DELMARVA – The medical industry is feeling the strain when it comes to getting much needed supplies into their facilities.

“There have been times where you just sit for eight or nine hours a day looking for supplies from anywhere you can get them,” said Director of Materials Management for Atlantic General Hospital Janice Geiger.

Those effects don’t stop at local health care facilities. “The main thing we have right now is plastics. The problem is, local hospitals always share with each other. But nobody can do that now because we’re all in the same boat,” said Geiger.

Not only are the actual medical supplies hard to get a hold of, prices are also seeing a spike.

“You’re paying higher freight costs, contract prices are going up on everything. The best thing we can do right now is just try to maintain, and make sure that our staff – who work so hard – has all the supplies they need,” said Geiger.

Smaller private practices are also struggling to get the vital supplies they need. “We’ve sent orders to supply companies, but now we’re coming back saying it could take as long as nine weeks from when I submit the order to when we would have the supply available, to then dispense out to patients,” said owner of the Pearl Clinic Dr. Sherin Howett.

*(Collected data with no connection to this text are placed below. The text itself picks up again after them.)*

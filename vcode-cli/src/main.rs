mod config;

use anyhow::Context;
use camino::Utf8PathBuf;
use clap::{Args, Parser, Subcommand};
use config::{CliOverrides, ConfigMerger, MergedConfig};
use std::process::ExitCode;
use tracing::{debug, error, info};
use tracing_subscriber::EnvFilter;
use vcode_core::adapters::{FsVariantSource, FsWritePort, TracingDiagnostics};
use vcode_core::pipeline::{
    ApplyOutcome, ToolError, load_plan, run_apply, run_plan, write_plan_artifacts,
    write_report_artifacts,
};
use vcode_core::settings::{ApplySettings, PlanSettings};
use vcode_domain::OverrideInputs;
use vcode_edit::{PatchOptions, PatchOutcome, patch_manifest};
use vcode_types::plan::{RunPlan, ToolInfo};

#[derive(Debug, Parser)]
#[command(
    name = "vcode",
    version,
    about = "Override android:versionCode in generated Android manifests."
)]
struct Cli {
    #[command(subcommand)]
    cmd: Command,
}

#[derive(Debug, Subcommand)]
enum Command {
    /// Resolve and print the override value from the environment.
    Resolve(OverrideArgs),
    /// Locate manifests and write a work-unit plan.
    Plan(PlanArgs),
    /// Patch every manifest of an existing plan.
    Apply(ApplyArgs),
    /// Plan and apply in one step.
    Run(RunArgs),
    /// Patch a single manifest file.
    Patch(PatchArgs),
}

#[derive(Debug, Clone, Args)]
struct OverrideArgs {
    /// Deprecated override input; use --current-build-version instead.
    #[arg(long, env = "LEGACY_BUILD_VERSION")]
    legacy_build_version: Option<String>,

    /// Version code to write into every manifest.
    #[arg(long, env = "CURRENT_BUILD_VERSION")]
    current_build_version: Option<String>,
}

#[derive(Debug, Clone, Args)]
struct ProjectArgs {
    /// Project root holding vcode.toml (default: current directory).
    #[arg(long, default_value = ".")]
    project_root: Utf8PathBuf,

    /// Output directory for vcode artifacts (default: <project_root>/artifacts/vcode).
    #[arg(long)]
    out_dir: Option<Utf8PathBuf>,
}

#[derive(Debug, Clone, Args)]
struct ApplyFlags {
    /// Compute the changes and write artifacts without touching any manifest
    /// or override file.
    #[arg(long, default_value_t = false)]
    dry_run: bool,

    /// Copy each manifest aside before rewriting it.
    #[arg(long, default_value_t = false, conflicts_with = "no_backup")]
    backup: bool,

    /// Never write backups, even if vcode.toml enables them.
    #[arg(long, default_value_t = false)]
    no_backup: bool,

    /// Exit 0 even when some manifests could not be patched.
    #[arg(long, default_value_t = false)]
    no_fail_on_error: bool,
}

#[derive(Debug, Parser)]
struct PlanArgs {
    #[command(flatten)]
    project: ProjectArgs,

    /// Variant outputs description (default: <project_root>/variant-outputs.json).
    #[arg(long)]
    outputs: Option<Utf8PathBuf>,

    #[command(flatten)]
    inputs: OverrideArgs,
}

#[derive(Debug, Parser)]
struct ApplyArgs {
    #[command(flatten)]
    project: ProjectArgs,

    #[command(flatten)]
    flags: ApplyFlags,
}

#[derive(Debug, Parser)]
struct RunArgs {
    #[command(flatten)]
    project: ProjectArgs,

    /// Variant outputs description (default: <project_root>/variant-outputs.json).
    #[arg(long)]
    outputs: Option<Utf8PathBuf>,

    #[command(flatten)]
    inputs: OverrideArgs,

    #[command(flatten)]
    flags: ApplyFlags,
}

#[derive(Debug, Parser)]
struct PatchArgs {
    /// Manifest to patch.
    path: Utf8PathBuf,

    /// Version code to write.
    #[arg(long)]
    value: u32,

    /// Print the diff instead of writing the file.
    #[arg(long, default_value_t = false)]
    dry_run: bool,

    /// Copy the manifest aside before rewriting it.
    #[arg(long, default_value_t = false)]
    backup: bool,

    /// Suffix for the backup copy.
    #[arg(long, default_value = ".vcode.bak")]
    backup_suffix: String,
}

fn main() -> ExitCode {
    // Without RUST_LOG, still surface conflict warnings and skip notices.
    let filter = EnvFilter::try_from_default_env().unwrap_or_else(|_| EnvFilter::new("info"));
    tracing_subscriber::fmt()
        .with_env_filter(filter)
        .with_writer(std::io::stderr)
        .init();

    let cli = Cli::parse();
    let result = match cli.cmd {
        Command::Resolve(args) => cmd_resolve(args),
        Command::Plan(args) => cmd_plan(args),
        Command::Apply(args) => cmd_apply(args),
        Command::Run(args) => cmd_run(args),
        Command::Patch(args) => cmd_patch(args),
    };

    match result {
        Ok(code) => ExitCode::from(code),
        Err(e) => {
            error!("{}", e);
            ExitCode::from(e.exit_code())
        }
    }
}

fn cmd_resolve(args: OverrideArgs) -> Result<u8, ToolError> {
    let inputs = OverrideInputs::new(args.legacy_build_version, args.current_build_version);
    let value = inputs.resolve(&TracingDiagnostics)?;
    println!("{}", value);
    Ok(0)
}

fn merged_config(
    project: &ProjectArgs,
    outputs: Option<Utf8PathBuf>,
    flags: Option<&ApplyFlags>,
) -> anyhow::Result<MergedConfig> {
    let file_config =
        config::load_or_default(&project.project_root).context("load vcode.toml config")?;
    let cli = CliOverrides {
        outputs,
        out_dir: project.out_dir.clone(),
        backup: flags.is_some_and(|f| f.backup),
        no_backup: flags.is_some_and(|f| f.no_backup),
        no_fail_on_error: flags.is_some_and(|f| f.no_fail_on_error),
    };
    let merged = ConfigMerger::new(file_config).merge(&project.project_root, &cli);
    debug!(
        "merged config: outputs={}, out_dir={}, fail_on_error={}, backups={}",
        merged.outputs, merged.out_dir, merged.fail_on_error, merged.backups.enabled
    );
    Ok(merged)
}

fn plan_step(
    merged: &MergedConfig,
    inputs: OverrideArgs,
    dry_run: bool,
) -> Result<RunPlan, ToolError> {
    let settings = PlanSettings {
        legacy_build_version: inputs.legacy_build_version,
        current_build_version: inputs.current_build_version,
        dry_run,
    };
    let source = FsVariantSource::load(&merged.outputs)?;
    let plan = run_plan(&settings, &source, tool_info(), &TracingDiagnostics)?;
    write_plan_artifacts(&plan, &merged.out_dir, &FsWritePort)?;
    Ok(plan)
}

fn apply_step(
    plan: &RunPlan,
    merged: &MergedConfig,
    flags: &ApplyFlags,
) -> Result<u8, ToolError> {
    let settings = ApplySettings {
        dry_run: flags.dry_run,
        backup_enabled: merged.backups.enabled,
        backup_suffix: merged.backups.suffix.clone(),
    };
    let outcome = run_apply(plan, &settings, tool_info(), &TracingDiagnostics)?;
    write_report_artifacts(&outcome, &merged.out_dir, &FsWritePort)?;
    Ok(exit_code_for(&outcome, merged.fail_on_error))
}

fn exit_code_for(outcome: &ApplyOutcome, fail_on_error: bool) -> u8 {
    let c = &outcome.report.verdict.counts;
    info!(
        "patched {}, unchanged {}, missing {}, failed {}",
        c.patched, c.unchanged, c.missing, c.failed
    );
    if fail_on_error && outcome.report.has_failures() {
        1
    } else {
        0
    }
}

fn cmd_plan(args: PlanArgs) -> Result<u8, ToolError> {
    let merged = merged_config(&args.project, args.outputs, None)?;
    let plan = plan_step(&merged, args.inputs, false)?;
    if plan.is_skipped() {
        info!("wrote skipped plan to {}", merged.out_dir);
    } else {
        info!("wrote plan ({} units) to {}", plan.units.len(), merged.out_dir);
    }
    Ok(0)
}

fn cmd_apply(args: ApplyArgs) -> Result<u8, ToolError> {
    let merged = merged_config(&args.project, None, Some(&args.flags))?;
    let plan = load_plan(&merged.out_dir)?;
    let code = apply_step(&plan, &merged, &args.flags)?;
    info!("wrote report to {}", merged.out_dir);
    Ok(code)
}

fn cmd_run(args: RunArgs) -> Result<u8, ToolError> {
    let merged = merged_config(&args.project, args.outputs, Some(&args.flags))?;
    let plan = plan_step(&merged, args.inputs, args.flags.dry_run)?;
    let code = apply_step(&plan, &merged, &args.flags)?;
    info!("wrote plan and report to {}", merged.out_dir);
    Ok(code)
}

fn cmd_patch(args: PatchArgs) -> Result<u8, ToolError> {
    let opts = PatchOptions {
        dry_run: args.dry_run,
        backup_enabled: args.backup,
        backup_suffix: args.backup_suffix,
    };
    match patch_manifest(&args.path, args.value, &opts, &TracingDiagnostics) {
        Ok(PatchOutcome::Missing) => println!("missing: {}", args.path),
        Ok(PatchOutcome::Unchanged) => println!("unchanged: {}", args.path),
        Ok(PatchOutcome::Updated { diff, written, .. }) => {
            if written {
                println!("patched: {}", args.path);
            } else {
                print!("{}", diff);
            }
        }
        Err(e) => {
            error!("{}", e);
            return Ok(1);
        }
    }
    Ok(0)
}

fn tool_info() -> ToolInfo {
    ToolInfo {
        name: "vcode".to_string(),
        version: Some(env!("CARGO_PKG_VERSION").to_string()),
    }
}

In addition to being a general practitioner, Dr. Howett is also a sleep specialist. She says her patients are having to wait months to get things like CPAP machines.

“It’s obviously a big issue when you’ve got a huge demand and you don’t have the supply to meet it. It does end up leaving people, really, between a rock and a hard place,” said Dr. Howett.

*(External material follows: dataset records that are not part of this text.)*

//! Variant output locator.
//!
//! Each manifest step is classified once into an [`OutputShape`]; the shapes
//! are mutually exclusive and checked in priority order:
//!
//! 1. `manifestOutputDirectory` -> `<dir>/AndroidManifest.xml`
//! 2. `manifestOutputFile` -> the file itself
//! 3. direct version-code override -> invoked right away, no candidate
//!
//! Split-manifest directories (bundle, metadata feature, instant app) are
//! probed afterwards whatever the primary shape was.

use crate::ports::{ManifestStep, PathRef, StepProperty, VariantOutput, VersionCodeSink};
use camino::Utf8PathBuf;
use vcode_types::MANIFEST_FILE_NAME;
use vcode_types::candidate::{CandidateSource, ManifestCandidate};
use vcode_types::diagnostics::Diagnostics;

/// Primary output shape of one manifest step.
pub enum OutputShape<'a> {
    Directory(&'a PathRef),
    File(&'a PathRef),
    Override(&'a dyn VersionCodeSink),
    Unrecognized,
}

impl<'a> OutputShape<'a> {
    pub fn classify(step: &'a dyn ManifestStep) -> Self {
        if let Some(dir) = step.property(StepProperty::ManifestOutputDirectory) {
            OutputShape::Directory(dir)
        } else if let Some(file) = step.property(StepProperty::ManifestOutputFile) {
            OutputShape::File(file)
        } else if let Some(sink) = step.version_code_sink() {
            OutputShape::Override(sink)
        } else {
            OutputShape::Unrecognized
        }
    }

    pub fn label(&self) -> &'static str {
        match self {
            OutputShape::Directory(_) => "directory",
            OutputShape::File(_) => "file",
            OutputShape::Override(_) => "override",
            OutputShape::Unrecognized => "unrecognized",
        }
    }
}

/// What the locator does with a step's direct version-code override.
#[derive(Debug, Clone, Copy, Default, PartialEq, Eq)]
pub enum OverrideMode {
    /// Call the capability with the value.
    #[default]
    Invoke,
    /// Only record that the variant would be overridden (dry runs).
    Record,
}

/// Everything the locator found for one variant.
#[derive(Debug, Clone, Default, PartialEq, Eq)]
pub struct VariantLocation {
    pub candidates: Vec<ManifestCandidate>,
    /// The value was handed to a step's override capability.
    pub override_applied: bool,
}

/// Candidate manifest paths for `variant`, in emission order.
pub fn locate(
    variant: &dyn VariantOutput,
    value: u32,
    diag: &dyn Diagnostics,
) -> Vec<ManifestCandidate> {
    locate_variant(variant, value, diag).candidates
}

pub fn locate_variant(
    variant: &dyn VariantOutput,
    value: u32,
    diag: &dyn Diagnostics,
) -> VariantLocation {
    locate_variant_with(variant, value, OverrideMode::Invoke, diag)
}

/// Like [`locate_variant`], with control over the override capability.
pub fn locate_variant_with(
    variant: &dyn VariantOutput,
    value: u32,
    mode: OverrideMode,
    diag: &dyn Diagnostics,
) -> VariantLocation {
    let mut emitter = Emitter {
        variant: variant.name(),
        location: VariantLocation::default(),
    };

    let steps = variant.manifest_steps();
    if steps.is_empty() {
        diag.debug(&format!(
            "variant '{}' has no manifest step; nothing to override",
            variant.name()
        ));
    }

    for step in steps {
        probe_step(step, value, mode, &mut emitter, diag);
    }

    if emitter.location.candidates.is_empty() && !emitter.location.override_applied {
        diag.debug(&format!(
            "no recognizable manifest output for variant '{}'",
            variant.name()
        ));
    }
    emitter.location
}

fn probe_step(
    step: &dyn ManifestStep,
    value: u32,
    mode: OverrideMode,
    emitter: &mut Emitter<'_>,
    diag: &dyn Diagnostics,
) {
    match OutputShape::classify(step) {
        OutputShape::Directory(dir) => {
            emitter.emit_resolved(step, StepProperty::ManifestOutputDirectory, dir, diag);
        }
        OutputShape::File(file) => {
            emitter.emit_resolved(step, StepProperty::ManifestOutputFile, file, diag);
        }
        OutputShape::Override(sink) => {
            diag.warn(&format!(
                "step '{}' of variant '{}' exposes no manifest output; falling back to its direct version code override",
                step.name(),
                emitter.variant
            ));
            match mode {
                OverrideMode::Record => {
                    diag.info(&format!(
                        "dry run: step '{}' would receive version code override {}",
                        step.name(),
                        value
                    ));
                    emitter.location.override_applied = true;
                }
                OverrideMode::Invoke => match sink.set_version_code_override(value) {
                    Ok(()) => emitter.location.override_applied = true,
                    Err(err) => diag.warn(&format!(
                        "version code override on step '{}' failed: {:#}",
                        step.name(),
                        err
                    )),
                },
            }
        }
        OutputShape::Unrecognized => {
            diag.debug(&format!(
                "step '{}' of variant '{}' has no primary manifest output",
                step.name(),
                emitter.variant
            ));
        }
    }

    for property in StepProperty::AUXILIARY {
        if let Some(dir) = step.property(property) {
            emitter.emit_resolved(step, property, dir, diag);
        }
    }
}

struct Emitter<'v> {
    variant: &'v str,
    location: VariantLocation,
}

impl Emitter<'_> {
    fn emit_resolved(
        &mut self,
        step: &dyn ManifestStep,
        property: StepProperty,
        value: &PathRef,
        diag: &dyn Diagnostics,
    ) {
        let resolved = match value.resolve() {
            Ok(path) => path,
            Err(err) => {
                diag.warn(&format!(
                    "cannot resolve {} of step '{}': {:#}",
                    property.host_name(),
                    step.name(),
                    err
                ));
                return;
            }
        };

        let path = if property.is_directory() {
            resolved.join(MANIFEST_FILE_NAME)
        } else {
            resolved
        };
        self.emit(step, property.candidate_source(), path, diag);
    }

    fn emit(
        &mut self,
        step: &dyn ManifestStep,
        source: CandidateSource,
        path: Utf8PathBuf,
        diag: &dyn Diagnostics,
    ) {
        let sequence_index = self.location.candidates.len() as u32;
        diag.debug(&format!(
            "variant '{}' candidate #{} ({}): {}",
            self.variant,
            sequence_index,
            source.label(),
            path
        ));
        self.location.candidates.push(ManifestCandidate {
            path,
            variant_name: self.variant.to_string(),
            sequence_index,
            source,
            step: step.name().to_string(),
        });
    }
}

Dr. Howett says a recall on some of those machines earlier this summer, on top of a computer chip shortage, and the choked supply chain are making for a complicated and difficult situation.

“We keep touching base and communicating, and trying to give people a realistic time frame of maybe when they can expect to get something, or if there’s maybe something else that we can offer in the meantime. Then we try to discuss alternative options, even if it’s just temporarily,” said Dr. Howett.

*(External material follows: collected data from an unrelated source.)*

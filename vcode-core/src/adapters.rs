//! Default filesystem-backed port implementations.

use crate::ports::{VariantSource, WritePort};
use anyhow::Context;
use camino::{Utf8Path, Utf8PathBuf};
use fs_err as fs;
use serde::Deserialize;
use std::collections::BTreeMap;
use tracing::{debug, error, info, warn};
use vcode_domain::memory::MemoryVariant;
use vcode_domain::{
    ManifestStep, PathRef, StepProperty, TargetKind, VariantOutput, VersionCodeSink,
};
use vcode_types::diagnostics::{Diagnostics, Severity};

/// Forwards diagnostics to `tracing` at the matching level.
#[derive(Debug, Clone, Copy, Default)]
pub struct TracingDiagnostics;

impl Diagnostics for TracingDiagnostics {
    fn report(&self, severity: Severity, message: &str) {
        match severity {
            Severity::Debug => debug!("{message}"),
            Severity::Info => info!("{message}"),
            Severity::Warn => warn!("{message}"),
            Severity::Error => error!("{message}"),
        }
    }
}

// ── variant-outputs.json ──────────────────────────────────────────────────

#[derive(Debug, Deserialize)]
struct OutputsFile {
    project: String,
    kind: String,
    #[serde(default)]
    build_dir: Option<Utf8PathBuf>,
    #[serde(default)]
    variants: Vec<VariantEntry>,
}

#[derive(Debug, Deserialize)]
struct VariantEntry {
    name: String,
    #[serde(default)]
    consumers: Vec<String>,
    #[serde(default)]
    manifest_steps: Vec<StepEntry>,
}

#[derive(Debug, Deserialize)]
struct StepEntry {
    name: String,
    #[serde(default)]
    properties: BTreeMap<String, PropertyValue>,
    #[serde(default)]
    version_code_override_file: Option<Utf8PathBuf>,
}

#[derive(Debug, Deserialize)]
#[serde(untagged)]
enum PropertyValue {
    Path(Utf8PathBuf),
    BuildDir { build_dir: Utf8PathBuf },
}

/// Key spelling of each step property in `variant-outputs.json`.
pub fn property_key(property: StepProperty) -> &'static str {
    match property {
        StepProperty::ManifestOutputDirectory => "manifest_output_directory",
        StepProperty::ManifestOutputFile => "manifest_output_file",
        StepProperty::BundleManifestOutputDirectory => "bundle_manifest_output_directory",
        StepProperty::MetadataFeatureManifestOutputDirectory => {
            "metadata_feature_manifest_output_directory"
        }
        StepProperty::InstantAppManifestOutputDirectory => "instant_app_manifest_output_directory",
    }
}

fn property_from_key(key: &str) -> Option<StepProperty> {
    StepProperty::ALL
        .into_iter()
        .find(|p| property_key(*p) == key || p.host_name() == key)
}

/// Writes the override value to a file, for hosts that read it back.
#[derive(Debug, Clone)]
pub struct FileOverrideSink {
    pub path: Utf8PathBuf,
}

impl VersionCodeSink for FileOverrideSink {
    fn set_version_code_override(&self, value: u32) -> anyhow::Result<()> {
        if let Some(parent) = self.path.parent() {
            fs::create_dir_all(parent)
                .with_context(|| format!("create parent dir for {}", self.path))?;
        }
        fs::write(&self.path, format!("{value}\n"))
            .with_context(|| format!("write override {}", self.path))
    }
}

#[derive(Debug)]
pub struct FileStep {
    name: String,
    properties: BTreeMap<StepProperty, PathRef>,
    sink: Option<FileOverrideSink>,
}

impl ManifestStep for FileStep {
    fn name(&self) -> &str {
        &self.name
    }

    fn property(&self, property: StepProperty) -> Option<&PathRef> {
        self.properties.get(&property)
    }

    fn version_code_sink(&self) -> Option<&dyn VersionCodeSink> {
        self.sink.as_ref().map(|s| s as &dyn VersionCodeSink)
    }
}

#[derive(Debug)]
pub struct FileVariant {
    name: String,
    consumers: Vec<String>,
    steps: Vec<FileStep>,
}

impl VariantOutput for FileVariant {
    fn name(&self) -> &str {
        &self.name
    }

    fn manifest_steps(&self) -> Vec<&dyn ManifestStep> {
        self.steps.iter().map(|s| s as &dyn ManifestStep).collect()
    }

    fn manifest_consumers(&self) -> Vec<String> {
        self.consumers.clone()
    }
}

/// Variants described by a `variant-outputs.json` file the host dumps.
///
/// Plain string paths are eager and resolve against the file's directory.
/// `{"build_dir": rel}` values are lazy and resolve against the declared
/// `build_dir` when the locator asks for them.
#[derive(Debug)]
pub struct FsVariantSource {
    pub path: Utf8PathBuf,
    project: String,
    kind: TargetKind,
    variants: Vec<FileVariant>,
}

impl FsVariantSource {
    pub fn load(path: &Utf8Path) -> anyhow::Result<Self> {
        let raw = fs::read_to_string(path).with_context(|| format!("read {}", path))?;
        let base = path
            .parent()
            .map(Utf8Path::to_path_buf)
            .unwrap_or_default();
        let mut source = Self::from_json(&raw, &base).with_context(|| format!("parse {}", path))?;
        source.path = path.to_path_buf();
        Ok(source)
    }

    /// Parse a description; relative paths resolve against `base`.
    pub fn from_json(raw: &str, base: &Utf8Path) -> anyhow::Result<Self> {
        let file: OutputsFile = serde_json::from_str(raw).context("parse variant outputs")?;
        let build_dir = file.build_dir.map(|d| join(base, &d));

        let mut variants = Vec::with_capacity(file.variants.len());
        for v in file.variants {
            let mut steps = Vec::with_capacity(v.manifest_steps.len());
            for s in v.manifest_steps {
                let mut properties = BTreeMap::new();
                for (key, value) in s.properties {
                    let Some(property) = property_from_key(&key) else {
                        warn!(
                            step = s.name.as_str(),
                            key = key.as_str(),
                            "ignoring unknown step property"
                        );
                        continue;
                    };
                    properties.insert(property, path_ref(base, build_dir.as_ref(), value));
                }
                steps.push(FileStep {
                    sink: s
                        .version_code_override_file
                        .map(|p| FileOverrideSink { path: join(base, &p) }),
                    name: s.name,
                    properties,
                });
            }
            variants.push(FileVariant {
                name: v.name,
                consumers: v.consumers,
                steps,
            });
        }

        debug!(
            project = file.project.as_str(),
            variants = variants.len(),
            "loaded variant outputs"
        );
        Ok(Self {
            path: Utf8PathBuf::new(),
            kind: TargetKind::parse(&file.kind),
            project: file.project,
            variants,
        })
    }
}

fn join(base: &Utf8Path, path: &Utf8Path) -> Utf8PathBuf {
    if path.is_absolute() {
        path.to_path_buf()
    } else {
        base.join(path)
    }
}

fn path_ref(base: &Utf8Path, build_dir: Option<&Utf8PathBuf>, value: PropertyValue) -> PathRef {
    match value {
        PropertyValue::Path(p) => PathRef::eager(join(base, &p)),
        PropertyValue::BuildDir { build_dir: rel } => {
            let root = build_dir.cloned();
            PathRef::lazy(move || match &root {
                Some(root) => Ok(join(root, &rel)),
                None => anyhow::bail!("build_dir is not set; cannot resolve {}", rel),
            })
        }
    }
}

impl VariantSource for FsVariantSource {
    fn project(&self) -> &str {
        &self.project
    }

    fn target_kind(&self) -> TargetKind {
        self.kind.clone()
    }

    fn variants(&self) -> Vec<&dyn VariantOutput> {
        self.variants.iter().map(|v| v as &dyn VariantOutput).collect()
    }
}

/// In-memory variant source for embedding and testing.
#[derive(Debug)]
pub struct InMemoryVariantSource {
    project: String,
    kind: TargetKind,
    variants: Vec<MemoryVariant>,
}

impl InMemoryVariantSource {
    pub fn new(project: impl Into<String>, kind: TargetKind, variants: Vec<MemoryVariant>) -> Self {
        Self {
            project: project.into(),
            kind,
            variants,
        }
    }

    pub fn variant(&self, name: &str) -> Option<&MemoryVariant> {
        self.variants.iter().find(|v| v.name() == name)
    }
}

impl VariantSource for InMemoryVariantSource {
    fn project(&self) -> &str {
        &self.project
    }

    fn target_kind(&self) -> TargetKind {
        self.kind.clone()
    }

    fn variants(&self) -> Vec<&dyn VariantOutput> {
        self.variants.iter().map(|v| v as &dyn VariantOutput).collect()
    }
}

/// Filesystem write operations.
#[derive(Debug, Clone, Default)]
pub struct FsWritePort;

impl WritePort for FsWritePort {
    fn write_file(&self, path: &Utf8Path, contents: &[u8]) -> anyhow::Result<()> {
        if let Some(parent) = path.parent() {
            fs::create_dir_all(parent)
                .with_context(|| format!("create parent dir for {}", path))?;
        }
        fs::write(path, contents).with_context(|| format!("write {}", path))
    }

    fn create_dir_all(&self, path: &Utf8Path) -> anyhow::Result<()> {
        fs::create_dir_all(path).with_context(|| format!("create_dir_all {}", path))
    }
}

So, she and other health care providers are working to find creative solutions.

“I can’t make machines. I can’t physically find them to get them into people’s hands,” said Dr. Howett. “We’ve been able to get them refurbished, sanitized 100% authorized, and then been able to put them in other people’s hands.”

At Atlantic General Hospital, Geiger says they’re also thinking outside the box.

“Our distributor actually cannot get some of the supplies. Some of the companies will not ship supplies to them. You actually have to go to the manufacturer and get it from them,” she said.

Private practice or hospital, health care providers say the ultimate goal is to make sure their quality of care stays at its peak.

“All hospitals, all nursing homes, everybody is trying to get what they need for their patients and their community. Bottom line is, I think, we are doing everything we can do to make that happen,” said Geiger.